** Exercise instructions **
Retype every record below exactly as it is written.

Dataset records

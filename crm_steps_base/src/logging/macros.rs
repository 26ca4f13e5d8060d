//! Logging macros taking `"key" => value` context pairs with Display values

/// Log error with a Code
#[macro_export]
macro_rules! log_error {
    ($code:expr, $message:expr) => {
        $crate::logging::log_error_with_context($code, $message, vec![])
    };

    ($code:expr, $message:expr, $($key:expr => $value:expr),+ $(,)?) => {
        {
            let context_strings: Vec<(&str, String)> = vec![$(($key, format!("{}", $value))),+];
            let context_refs: Vec<(&str, &str)> = context_strings.iter()
                .map(|(k, v)| (*k, v.as_str()))
                .collect();
            $crate::logging::log_error_with_context($code, $message, context_refs)
        }
    };
}

/// Log success with a Code
#[macro_export]
macro_rules! log_success {
    ($code:expr, $message:expr) => {
        $crate::logging::log_success_with_context($code, $message, vec![])
    };

    ($code:expr, $message:expr, $($key:expr => $value:expr),+ $(,)?) => {
        {
            let context_strings: Vec<(&str, String)> = vec![$(($key, format!("{}", $value))),+];
            let context_refs: Vec<(&str, &str)> = context_strings.iter()
                .map(|(k, v)| (*k, v.as_str()))
                .collect();
            $crate::logging::log_success_with_context($code, $message, context_refs)
        }
    };
}

/// Log informational message
#[macro_export]
macro_rules! log_info {
    ($message:expr) => {
        $crate::logging::log_with_context($crate::logging::LogEvent::info($message), vec![])
    };

    ($message:expr, $($key:expr => $value:expr),+ $(,)?) => {
        {
            let context_strings: Vec<(&str, String)> = vec![$(($key, format!("{}", $value))),+];
            let context_refs: Vec<(&str, &str)> = context_strings.iter()
                .map(|(k, v)| (*k, v.as_str()))
                .collect();
            $crate::logging::log_with_context($crate::logging::LogEvent::info($message), context_refs)
        }
    };
}

/// Log warning message
#[macro_export]
macro_rules! log_warning {
    ($message:expr) => {
        $crate::logging::log_with_context($crate::logging::LogEvent::warning($message), vec![])
    };

    ($message:expr, $($key:expr => $value:expr),+ $(,)?) => {
        {
            let context_strings: Vec<(&str, String)> = vec![$(($key, format!("{}", $value))),+];
            let context_refs: Vec<(&str, &str)> = context_strings.iter()
                .map(|(k, v)| (*k, v.as_str()))
                .collect();
            $crate::logging::log_with_context($crate::logging::LogEvent::warning($message), context_refs)
        }
    };
}

/// Log debug message. Context values are only formatted when debug output is on.
#[macro_export]
macro_rules! log_debug {
    ($message:expr) => {
        if $crate::logging::debug_enabled() {
            $crate::logging::log_with_context($crate::logging::LogEvent::debug($message), vec![])
        }
    };

    ($message:expr, $($key:expr => $value:expr),+ $(,)?) => {
        if $crate::logging::debug_enabled() {
            let context_strings: Vec<(&str, String)> = vec![$(($key, format!("{}", $value))),+];
            let context_refs: Vec<(&str, &str)> = context_strings.iter()
                .map(|(k, v)| (*k, v.as_str()))
                .collect();
            $crate::logging::log_with_context($crate::logging::LogEvent::debug($message), context_refs)
        }
    };
}

#[cfg(test)]
mod tests {
    use crate::logging::codes;

    #[test]
    fn test_macros_are_noops_without_logger() {
        let duration = std::time::Duration::from_millis(150);

        log_error!(codes::registry::UNKNOWN_STEP, "Unknown step requested",
            "step_id" => "Nope"
        );
        log_success!(codes::success::SCENARIO_COMPLETED, "Scenario completed",
            "steps" => 3,
            "duration_ms" => duration.as_millis()
        );
        log_info!("Loading scenario", "path" => std::path::Path::new("a.json").display());
        log_warning!("Record lookup failed");
        log_debug!("Phase change", "to" => "resolved");
    }
}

** Exercise response **
filename crm_steps_base/src/logging/macros.rs
repository 26ca4f13e5d8060d
//! Logging macros taking `"key" => value` context pairs with Display values

/// Log error with a Code
#[macro_export]
macro_rules! log_error {
    ($code:expr, $message:expr) => {
        $crate::logging::log_error_with_context($code, $message, vec![])
    };

    ($code:expr, $message:expr, $($key:expr => $value:expr),+ $(,)?) => {
        {
            let context_strings: Vec<(&str, String)> = vec![$(($key, format!("{}", $value))),+];
            let context_refs: Vec<(&str, &str)> = context_strings.iter()
                .map(|(k, v)| (*k, v.as_str()))
                .collect();
            $crate::logging::log_error_with_context($code, $message, context_refs)
        }
    };
}

/// Log success with a Code
#[macro_export]
macro_rules! log_success {
    ($code:expr, $message:expr) => {
        $crate::logging::log_success_with_context($code, $message, vec![])
    };

    ($code:expr, $message:expr, $($key:expr => $value:expr),+ $(,)?) => {
        {
            let context_strings: Vec<(&str, String)> = vec![$(($key, format!("{}", $value))),+];
            let context_refs: Vec<(&str, &str)> = context_strings.iter()
                .map(|(k, v)| (*k, v.as_str()))
                .collect();
            $crate::logging::log_success_with_context($code, $message, context_refs)
        }
    };
}

/// Log informational message
#[macro_export]
macro_rules! log_info {
    ($message:expr) => {
        $crate::logging::log_with_context($crate::logging::LogEvent::info($message), vec![])
    };

    ($message:expr, $($key:expr => $value:expr),+ $(,)?) => {
        {
            let context_strings: Vec<(&str, String)> = vec![$(($key, format!("{}", $value))),+];
            let context_refs: Vec<(&str, &str)> = context_strings.iter()
                .map(|(k, v)| (*k, v.as_str()))
                .collect();
            $crate::logging::log_with_context($crate::logging::LogEvent::info($message), context_refs)
        }
    };
}

/// Log warning message
#[macro_export]
macro_rules! log_warning {
    ($message:expr) => {
        $crate::logging::log_with_context($crate::logging::LogEvent::warning($message), vec![])
    };

    ($message:expr, $($key:expr => $value:expr),+ $(,)?) => {
        {
            let context_strings: Vec<(&str, String)> = vec![$(($key, format!("{}", $value))),+];
            let context_refs: Vec<(&str, &str)> = context_strings.iter()
                .map(|(k, v)| (*k, v.as_str()))
                .collect();
            $crate::logging::log_with_context($crate::logging::LogEvent::warning($message), context_refs)
        }
    };
}

/// Log debug message. Context values are only formatted when debug output is on.
#[macro_export]
macro_rules! log_debug {
    ($message:expr) => {
        if $crate::logging::debug_enabled() {
            $crate::logging::log_with_context($crate::logging::LogEvent::debug($message), vec![])
        }
    };

    ($message:expr, $($key:expr => $value:expr),+ $(,)?) => {
        if $crate::logging::debug_enabled() {
            let context_strings: Vec<(&str, String)> = vec![$(($key, format!("{}", $value))),+];
            let context_refs: Vec<(&str, &str)> = context_strings.iter()
                .map(|(k, v)| (*k, v.as_str()))
                .collect();
            $crate::logging::log_with_context($crate::logging::LogEvent::debug($message), context_refs)
        }
    };
}

#[cfg(test)]
mod tests {
    use crate::logging::codes;

    #[test]
    fn test_macros_are_noops_without_logger() {
        let duration = std::time::Duration::from_millis(150);

        log_error!(codes::registry::UNKNOWN_STEP, "Unknown step requested",
            "step_id" => "Nope"
        );
        log_success!(codes::success::SCENARIO_COMPLETED, "Scenario completed",
            "steps" => 3,
            "duration_ms" => duration.as_millis()
        );
        log_info!("Loading scenario", "path" => std::path::Path::new("a.json").display());
        log_warning!("Record lookup failed");
        log_debug!("Phase change", "to" => "resolved");
    }
}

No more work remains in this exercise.